# [Material to process]
===============
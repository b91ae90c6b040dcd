//! Events the engine publishes to its observers
//!
//! The engine never touches a renderer or an audio device directly; every
//! visible or audible effect is described by a `GameEvent` that the front
//! end drains and applies. This keeps the core headless and lets tests
//! observe behavior without any I/O.

use crate::types::{Color, Tone};

/// Header label vocabulary. Fixed; the display strings are exact.
#[derive(Debug, Clone, Copy, PartialEq, Eq)]
pub enum HeaderLabel {
    Simon,
    WatchCarefully,
    Watch,
    YourTurn,
    GameOver,
    NewHighScore,
}

impl HeaderLabel {
    /// The label text as shown to the player
    pub fn text(&self) -> &'static str {
        match self {
            HeaderLabel::Simon => "SIMON",
            HeaderLabel::WatchCarefully => "Watch Carefully!",
            HeaderLabel::Watch => "Watch...",
            HeaderLabel::YourTurn => "Your Turn!",
            HeaderLabel::GameOver => "Game Over!",
            HeaderLabel::NewHighScore => "New High Score!",
        }
    }
}

/// What the center display shows
#[derive(Debug, Clone, Copy, PartialEq, Eq)]
pub enum CenterDisplay {
    /// Idle marker ("GO!")
    Go,
    /// The current level number
    Level(u32),
    /// Failure glyph shown on game over
    Fault,
}

/// A state-change notification from the engine
#[derive(Debug, Clone, Copy, PartialEq, Eq)]
pub enum GameEvent {
    /// The level counter changed (also fired on reset back to 0)
    LevelChanged(u32),
    /// A button lit up during sequence playback
    HighlightOn(Color),
    /// The playback highlight cleared
    HighlightOff(Color),
    /// A button flashed in response to a player press
    PressHighlightOn(Color),
    /// The press flash cleared
    PressHighlightOff(Color),
    /// The header label changed
    Header(HeaderLabel),
    /// The center display changed
    Center(CenterDisplay),
    /// Sound this tone now
    PlayTone(Tone),
    /// Whole-screen fault indicator on game over
    FaultFlashOn,
    FaultFlashOff,
    /// Show or hide the start control
    StartControlVisible(bool),
    /// A new high score was set; the observer persists it
    HighScoreChanged(u32),
}
//! High-score persistence
//!
//! One key-value pair: the best completed-level count, stored as decimal
//! text in the per-user data directory. Read once at startup; written once
//! per new high score. Storage failures never surface to the player.

use anyhow::{Context, Result};
use std::fs;
use std::path::PathBuf;

const APP_DIR: &str = "simon";
const FILE_NAME: &str = "high_score";

/// Reads and writes the persisted high score
pub struct HighScoreStore {
    path: PathBuf,
}

impl HighScoreStore {
    /// Store under the platform data directory (falling back to the temp
    /// directory when none is known)
    pub fn open_default() -> Self {
        let base = dirs::data_dir().unwrap_or_else(std::env::temp_dir);
        Self::at(base.join(APP_DIR).join(FILE_NAME))
    }

    /// Store at an explicit path (tests)
    pub fn at(path: PathBuf) -> Self {
        Self { path }
    }

    /// Load the persisted score; 0 when the file is absent or unparseable
    pub fn load(&self) -> u32 {
        match fs::read_to_string(&self.path) {
            Ok(contents) => contents.trim().parse().unwrap_or(0),
            Err(_) => 0,
        }
    }

    /// Persist `score` as decimal text
    pub fn save(&self, score: u32) -> Result<()> {
        if let Some(parent) = self.path.parent() {
            fs::create_dir_all(parent)
                .with_context(|| format!("creating {}", parent.display()))?;
        }
        fs::write(&self.path, score.to_string())
            .with_context(|| format!("writing {}", self.path.display()))
    }
}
===============
# [What the task asks]
Among the entries above, which lines include "GameEvent"? List them all.

# [Task output]
//! visible or audible effect is described by a `GameEvent` that the front
pub enum GameEvent {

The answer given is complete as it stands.